══ GIVEN ENTRIES ══
use std::path::PathBuf;
use std::sync::Arc;

use thiserror::Error;
use tokio::sync::{mpsc, oneshot};

use crate::codec::{EncodedFrame, VideoFormat};
use crate::muxer::{LivenessMuxer, MuxerError, MuxerFactory};
use crate::segment::{MuxedSegment, OnMuxedSegment};

/// Errors reported by the platform encoder.
#[derive(Error, Debug, Clone, PartialEq, Eq)]
pub enum CodecError {
    /// Recoverable; the codec keeps running.
    #[error("transient codec error: {0}")]
    Transient(String),
    #[error("codec error: {0}")]
    Fatal(String),
}

impl CodecError {
    pub fn is_transient(&self) -> bool {
        matches!(self, Self::Transient(_))
    }
}

#[derive(Error, Debug)]
pub enum EncoderError {
    #[error("failed to spawn encoder thread: {0}")]
    Spawn(#[source] std::io::Error),
    #[error(transparent)]
    Codec(#[from] CodecError),
    #[error("encoder thread exited")]
    ChannelClosed,
}

/// Receives everything the encoder pipeline produces.
pub trait EncoderSink: Send + Sync {
    fn on_segment(&self, segment: MuxedSegment);

    /// Muxer construction kept failing. Reported once per pipeline.
    fn on_muxer_error(&self, _error: &MuxerError) {}

    /// The codec failed in a way it cannot recover from.
    fn on_encoder_error(&self, _error: &EncoderError) {}

    /// Ask the codec for a sync frame.
    fn request_keyframe(&self) {}
}

#[derive(Debug, Clone)]
pub struct EncoderConfig {
    pub format: VideoFormat,
    pub staging_path: PathBuf,
    /// Failed muxer constructions tolerated before the fatal callback.
    pub max_muxer_attempts: u32,
}

enum EncoderRequest {
    Start,
    Frame(EncodedFrame),
    Stop { reply: oneshot::Sender<()> },
    Flush { reply: oneshot::Sender<()> },
    CodecError(CodecError),
    Destroy,
}

/// Clone-safe handle to the encoder thread.
///
/// Every method is non-blocking; requests are processed in order on the
/// worker.
#[derive(Clone)]
pub struct EncoderHandle {
    tx: mpsc::UnboundedSender<EncoderRequest>,
}

impl EncoderHandle {
    fn send(&self, request: EncoderRequest) -> Result<(), EncoderError> {
        self.tx.send(request).map_err(|_| EncoderError::ChannelClosed)
    }

    /// Begin muxing. Frames before this are discarded.
    pub fn start(&self) -> Result<(), EncoderError> {
        self.send(EncoderRequest::Start)
    }

    pub fn frame(&self, frame: EncodedFrame) -> Result<(), EncoderError> {
        self.send(EncoderRequest::Frame(frame))
    }

    /// Stop muxing. Resolves once the final segment has been emitted.
    pub async fn stop(&self) -> Result<(), EncoderError> {
        let (reply, done) = oneshot::channel();
        self.send(EncoderRequest::Stop { reply })?;
        done.await.map_err(|_| EncoderError::ChannelClosed)
    }

    /// Resolves once every request sent before it has been handled.
    pub async fn flush(&self) -> Result<(), EncoderError> {
        let (reply, done) = oneshot::channel();
        self.send(EncoderRequest::Flush { reply })?;
        done.await.map_err(|_| EncoderError::ChannelClosed)
    }

    pub fn on_codec_error(&self, error: CodecError) -> Result<(), EncoderError> {
        self.send(EncoderRequest::CodecError(error))
    }

    /// Stop the muxer and shut the worker down.
    pub fn destroy(&self) {
        if self.send(EncoderRequest::Destroy).is_err() {
            tracing::debug!("encoder already destroyed");
        }
    }
}

struct EncoderWorker {
    config: EncoderConfig,
    sink: Arc<dyn EncoderSink>,
    factory: Arc<dyn MuxerFactory>,
    on_segment: OnMuxedSegment,
    encoding: bool,
    muxer: Option<Box<dyn LivenessMuxer>>,
    failed_muxer_attempts: u32,
    muxer_error_reported: bool,
    frames_since_keyframe: u32,
}

impl EncoderWorker {
    fn handle_frame(&mut self, frame: EncodedFrame) {
        if !self.encoding {
            return;
        }
        if frame.info.is_keyframe() {
            if self.muxer.is_none() {
                self.create_muxer();
            }
            self.frames_since_keyframe = 0;
        } else {
            self.frames_since_keyframe += 1;
            if self.frames_since_keyframe >= self.config.format.frames_per_keyframe() {
                tracing::debug!(frames = self.frames_since_keyframe, "requesting keyframe");
                self.sink.request_keyframe();
                self.frames_since_keyframe = 0;
            }
        }
        if let Some(muxer) = self.muxer.as_mut() {
            muxer.write(&frame.data, &frame.info);
        }
    }

    /// A failed construction is retried at the next keyframe.
    fn create_muxer(&mut self) {
        let created = self.factory.create(
            &self.config.staging_path,
            &self.config.format,
            Arc::clone(&self.on_segment),
        );
        match created {
            Ok(muxer) => {
                if self.failed_muxer_attempts > 0 {
                    tracing::info!(failed = self.failed_muxer_attempts, "muxer created after retries");
                }
                self.failed_muxer_attempts = 0;
                self.muxer = Some(muxer);
            }
            Err(e) => {
                self.failed_muxer_attempts += 1;
                tracing::error!(
                    error = %e,
                    attempt = self.failed_muxer_attempts,
                    max = self.config.max_muxer_attempts,
                    "failed to create liveness muxer"
                );
                if self.failed_muxer_attempts >= self.config.max_muxer_attempts
                    && !self.muxer_error_reported
                {
                    self.muxer_error_reported = true;
                    self.sink.on_muxer_error(&e);
                }
            }
        }
    }

    fn stop_muxer(&mut self) {
        self.encoding = false;
        if let Some(mut muxer) = self.muxer.take() {
            muxer.stop();
        }
    }

    fn handle_codec_error(&self, error: CodecError) {
        if error.is_transient() {
            tracing::warn!(error = %error, "transient codec error ignored");
        } else {
            tracing::error!(error = %error, "fatal codec error");
            self.sink.on_encoder_error(&EncoderError::Codec(error));
        }
    }
}

/// Spawn the encoder pipeline on a dedicated OS thread.
///
/// Muxer file I/O happens only on that thread, so the frame-processing path
/// never blocks on it.
pub fn spawn_encoder(
    config: EncoderConfig,
    sink: Arc<dyn EncoderSink>,
    factory: Arc<dyn MuxerFactory>,
) -> Result<EncoderHandle, EncoderError> {
    let (tx, mut rx) = mpsc::unbounded_channel::<EncoderRequest>();

    let segment_sink = Arc::clone(&sink);
    let on_segment: OnMuxedSegment = Arc::new(move |segment| segment_sink.on_segment(segment));
    let mut worker = EncoderWorker {
        config,
        sink,
        factory,
        on_segment,
        encoding: false,
        muxer: None,
        failed_muxer_attempts: 0,
        muxer_error_reported: false,
        frames_since_keyframe: 0,
    };

    std::thread::Builder::new()
        .name("liveness-encoder".into())
        .spawn(move || {
            tracing::debug!(codec = ?worker.config.format.codec, "encoder thread started");
            while let Some(request) = rx.blocking_recv() {
                match request {
                    EncoderRequest::Start => {
                        if worker.encoding {
                            tracing::warn!("encoding already started");
                        } else {
                            worker.encoding = true;
                            worker.sink.request_keyframe();
                        }
                    }
                    EncoderRequest::Frame(frame) => worker.handle_frame(frame),
                    EncoderRequest::Stop { reply } => {
                        worker.stop_muxer();
                        let _ = reply.send(());
                    }
                    EncoderRequest::Flush { reply } => {
                        let _ = reply.send(());
                    }
                    EncoderRequest::CodecError(error) => worker.handle_codec_error(error),
                    EncoderRequest::Destroy => {
                        worker.stop_muxer();
                        break;
                    }
                }
            }
            tracing::debug!("encoder thread exiting");
        })
        .map_err(EncoderError::Spawn)?;

    Ok(EncoderHandle { tx })
}

#[cfg(test)]
mod tests {
    use super::*;
    use crate::codec::{BufferInfo, VideoCodec};
    use crate::muxer::test_support::{format, staging_path};
    use crate::muxer::{DefaultMuxerFactory, MuxerConfig};
    use liveness_core::ManualClock;
    use std::path::Path;
    use std::sync::atomic::{AtomicUsize, Ordering};
    use std::sync::Mutex;

    #[derive(Default)]
    struct RecordingSink {
        segments: Mutex<Vec<MuxedSegment>>,
        muxer_errors: AtomicUsize,
        encoder_errors: AtomicUsize,
        keyframe_requests: AtomicUsize,
    }

    impl EncoderSink for RecordingSink {
        fn on_segment(&self, segment: MuxedSegment) {
            self.segments.lock().unwrap().push(segment);
        }

        fn on_muxer_error(&self, _error: &MuxerError) {
            self.muxer_errors.fetch_add(1, Ordering::SeqCst);
        }

        fn on_encoder_error(&self, _error: &EncoderError) {
            self.encoder_errors.fetch_add(1, Ordering::SeqCst);
        }

        fn request_keyframe(&self) {
            self.keyframe_requests.fetch_add(1, Ordering::SeqCst);
        }
    }

    /// Fails the first `failures` constructions, then delegates.
    struct FlakyFactory {
        failures: usize,
        calls: AtomicUsize,
        inner: DefaultMuxerFactory,
    }

    impl MuxerFactory for FlakyFactory {
        fn create(
            &self,
            output: &Path,
            format: &VideoFormat,
            on_segment: OnMuxedSegment,
        ) -> Result<Box<dyn LivenessMuxer>, MuxerError> {
            let call = self.calls.fetch_add(1, Ordering::SeqCst);
            if call < self.failures {
                return Err(MuxerError::Io(std::io::Error::other("synthetic failure")));
            }
            self.inner.create(output, format, on_segment)
        }
    }

    fn setup(name: &str, failures: usize) -> (EncoderHandle, Arc<RecordingSink>, Arc<FlakyFactory>) {
        let sink = Arc::new(RecordingSink::default());
        let factory = Arc::new(FlakyFactory {
            failures,
            calls: AtomicUsize::new(0),
            inner: DefaultMuxerFactory::new(MuxerConfig::default(), Arc::new(ManualClock::new(0))),
        });
        let config = EncoderConfig {
            format: format(VideoCodec::H264),
            staging_path: staging_path(name),
            max_muxer_attempts: 3,
        };
        let handle = spawn_encoder(
            config,
            Arc::clone(&sink) as Arc<dyn EncoderSink>,
            Arc::clone(&factory) as Arc<dyn MuxerFactory>,
        )
        .unwrap();
        (handle, sink, factory)
    }

    fn keyframe() -> EncodedFrame {
        EncodedFrame {
            data: vec![1; 128],
            info: BufferInfo::keyframe(0),
        }
    }

    fn delta() -> EncodedFrame {
        EncodedFrame {
            data: vec![2; 128],
            info: BufferInfo::delta(0),
        }
    }

    #[tokio::test]
    async fn test_frames_before_start_are_ignored() {
        let (handle, sink, factory) = setup("encoder-idle", 0);
        handle.frame(keyframe()).unwrap();
        handle.flush().await.unwrap();
        assert_eq!(factory.calls.load(Ordering::SeqCst), 0);
        handle.destroy();
        assert!(sink.segments.lock().unwrap().is_empty());
    }

    #[tokio::test]
    async fn test_muxer_retry_reports_fatal_once() {
        let (handle, sink, factory) = setup("encoder-retry", 3);
        handle.start().unwrap();
        for _ in 0..3 {
            handle.frame(keyframe()).unwrap();
        }
        handle.flush().await.unwrap();
        assert_eq!(factory.calls.load(Ordering::SeqCst), 3);
        assert_eq!(sink.muxer_errors.load(Ordering::SeqCst), 1);

        // The fourth attempt succeeds and must not report again.
        handle.frame(keyframe()).unwrap();
        handle.frame(delta()).unwrap();
        handle.frame(keyframe()).unwrap();
        handle.flush().await.unwrap();
        assert_eq!(factory.calls.load(Ordering::SeqCst), 4);
        assert_eq!(sink.muxer_errors.load(Ordering::SeqCst), 1);

        handle.stop().await.unwrap();
        assert_eq!(sink.segments.lock().unwrap().len(), 2);
        handle.destroy();
    }

    #[tokio::test]
    async fn test_two_failures_do_not_report() {
        let (handle, sink, factory) = setup("encoder-two", 2);
        handle.start().unwrap();
        for _ in 0..3 {
            handle.frame(keyframe()).unwrap();
        }
        handle.stop().await.unwrap();
        assert_eq!(factory.calls.load(Ordering::SeqCst), 3);
        assert_eq!(sink.muxer_errors.load(Ordering::SeqCst), 0);
        handle.destroy();
    }

    #[tokio::test]
    async fn test_keyframe_requested_after_interval() {
        let (handle, sink, _factory) = setup("encoder-sync", 0);
        handle.start().unwrap();
        handle.frame(keyframe()).unwrap();
        for _ in 0..24 {
            handle.frame(delta()).unwrap();
        }
        handle.flush().await.unwrap();
        // One request on start, one after 24 delta frames.
        assert_eq!(sink.keyframe_requests.load(Ordering::SeqCst), 2);
        handle.destroy();
    }

    #[tokio::test]
    async fn test_codec_errors_split_transient_and_fatal() {
        let (handle, sink, _factory) = setup("encoder-codec", 0);
        handle
            .on_codec_error(CodecError::Transient("reclaimed".into()))
            .unwrap();
        handle.flush().await.unwrap();
        assert_eq!(sink.encoder_errors.load(Ordering::SeqCst), 0);
        handle.on_codec_error(CodecError::Fatal("hw reset".into())).unwrap();
        handle.flush().await.unwrap();
        assert_eq!(sink.encoder_errors.load(Ordering::SeqCst), 1);
        handle.destroy();
    }

    #[tokio::test]
    async fn test_requests_after_destroy_fail() {
        let (handle, _sink, _factory) = setup("encoder-destroy", 0);
        handle.destroy();
        // The worker drops the receiver once it exits.
        let mut closed = false;
        for _ in 0..100 {
            if handle.flush().await.is_err() {
                closed = true;
                break;
            }
            tokio::task::yield_now().await;
        }
        assert!(closed);
        handle.destroy();
    }
}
═══
ASSIGNMENT:
Write out the records exactly, starting at the first line and stopping after the line that contains "#[derive(Error, Debug, Clone, PartialEq, Eq)]".

ANSWER TO THIS TASK:
use std::path::PathBuf;
use std::sync::Arc;

use thiserror::Error;
use tokio::sync::{mpsc, oneshot};

use crate::codec::{EncodedFrame, VideoFormat};
use crate::muxer::{LivenessMuxer, MuxerError, MuxerFactory};
use crate::segment::{MuxedSegment, OnMuxedSegment};

/// Errors reported by the platform encoder.
#[derive(Error, Debug, Clone, PartialEq, Eq)]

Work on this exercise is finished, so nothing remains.